When I spoke with Xbox boss Phil Spencer last month, I raised the issue of the upcoming closure of the Xbox 360 digital store, and the need to communicate any changes which might affect game preservation with sensitivity. "Game preservation is critical to us at Team Xbox," Spencer replied, noting that the Xbox 360 storefront decision would affect just a "very, very small" number of people and had been prompted by its three-generation-old storefront tech still being tied to decaying hardware. But surely the fact this old hardware is decaying makes finding alternatives even more important.

The matter of choice is also crucial because of how Sony looks set to handle its own mid-gen hardware refresh, with a continually-rumoured "slim" PlayStation 5 that lets you purchase and plug in a PS5 disc drive separately. Again, an important caveat - Sony's plans here are far from official, but repeated leaks this year have set expectations and painted an intriguing picture. Word of a PS5 with "detachable disc drive" was first reported a year ago, with purported images of its chassis turning up this summer.

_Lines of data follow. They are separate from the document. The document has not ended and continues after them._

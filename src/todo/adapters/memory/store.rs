//! In-memory store for todo lifecycle tests.

use async_trait::async_trait;
use std::collections::BTreeMap;
use std::sync::{Arc, RwLock, RwLockReadGuard, RwLockWriteGuard};

use crate::todo::{
    domain::{DueDate, Todo, TodoId},
    ports::{TodoStore, TodoStoreError, TodoStoreResult},
};

/// Thread-safe in-memory todo store.
///
/// Rows live in a `BTreeMap` keyed by identifier, so ordered reads come
/// out in identifier (creation) order for free.
#[derive(Debug, Clone, Default)]
pub struct InMemoryTodoStore {
    rows: Arc<RwLock<BTreeMap<TodoId, Todo>>>,
}

impl InMemoryTodoStore {
    /// Creates an empty in-memory store.
    #[must_use]
    pub fn new() -> Self {
        Self::default()
    }

    fn read(&self) -> TodoStoreResult<RwLockReadGuard<'_, BTreeMap<TodoId, Todo>>> {
        self.rows
            .read()
            .map_err(|err| TodoStoreError::persistence(std::io::Error::other(err.to_string())))
    }

    fn write(&self) -> TodoStoreResult<RwLockWriteGuard<'_, BTreeMap<TodoId, Todo>>> {
        self.rows
            .write()
            .map_err(|err| TodoStoreError::persistence(std::io::Error::other(err.to_string())))
    }

    fn matching_ids(&self, predicate: impl Fn(&Todo) -> bool) -> TodoStoreResult<Vec<TodoId>> {
        let rows = self.read()?;
        Ok(rows
            .values()
            .filter(|todo| predicate(todo))
            .map(Todo::id)
            .collect())
    }
}

#[async_trait]
impl TodoStore for InMemoryTodoStore {
    async fn insert(&self, todo: &Todo) -> TodoStoreResult<()> {
        let mut rows = self.write()?;
        rows.insert(todo.id(), todo.clone());
        Ok(())
    }

    async fn update(&self, todo: &Todo) -> TodoStoreResult<()> {
        let mut rows = self.write()?;
        rows.insert(todo.id(), todo.clone());
        Ok(())
    }

    async fn delete(&self, id: TodoId) -> TodoStoreResult<()> {
        let mut rows = self.write()?;
        rows.remove(&id);
        Ok(())
    }

    async fn delete_all(&self) -> TodoStoreResult<()> {
        let mut rows = self.write()?;
        rows.clear();
        Ok(())
    }

    async fn all(&self) -> TodoStoreResult<Vec<Todo>> {
        let rows = self.read()?;
        Ok(rows.values().cloned().collect())
    }

    async fn ids(&self) -> TodoStoreResult<Vec<TodoId>> {
        let rows = self.read()?;
        Ok(rows.keys().copied().collect())
    }

    async fn overdue_ids(&self, today: DueDate) -> TodoStoreResult<Vec<TodoId>> {
        self.matching_ids(|todo| todo.due() < today && todo.status().is_open())
    }

    async fn finished_ids(&self) -> TodoStoreResult<Vec<TodoId>> {
        self.matching_ids(|todo| todo.status().is_finished())
    }

    async fn due_on_ids(&self, date: DueDate) -> TodoStoreResult<Vec<TodoId>> {
        self.matching_ids(|todo| todo.due() == date && !todo.status().is_finished())
    }
}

More importantly, and perhaps more concretely, Microsoft itself told the FTC in July it expected a PlayStation 5 "slim" to release in 2023. Exactly when it believed Sony was planning to announce and launch this hardware, Microsoft sadly did not say. But surely the fact alone it was cognisant enough of Sony's plans - or that it simply reads the internet's reporting on them - means it also knew full well it could be placed in a situation where PlayStation supports disc-based gaming for the rest of this generation via an optional drive, while it kills off physical media support mid-way.

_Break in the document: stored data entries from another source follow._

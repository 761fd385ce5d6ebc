//! Unit tests for the todo module.
//!
//! Tests are organised by concern, covering happy paths, error cases, and
//! edge cases for all public APIs.

#![expect(
    clippy::expect_used,
    reason = "Test code uses expect for assertion clarity"
)]


mod service_tests;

I can only imagine the frustration felt in Redmond as Microsoft's previous plans for 2024 were splashed across the internet and picked apart from internal PowerPoint slides, without the new and updated details Microsoft is now planning. I can also understand why Microsoft does not want to address every part of what the public was able to see. Still, though, if plans have changed and Microsoft has reconsidered important aspects of its future, surely this means there's still hope for disc support within its revamped Series X, or through an optional drive as an extra. Microsoft says it will announce its plans when it is ready, but it will remain a crucial point to clarify until then. In the meantime, I'll hope the leak being outdated means Microsoft has realised a need to alter its thinking - and that its "adorably all digital future" remains some way off.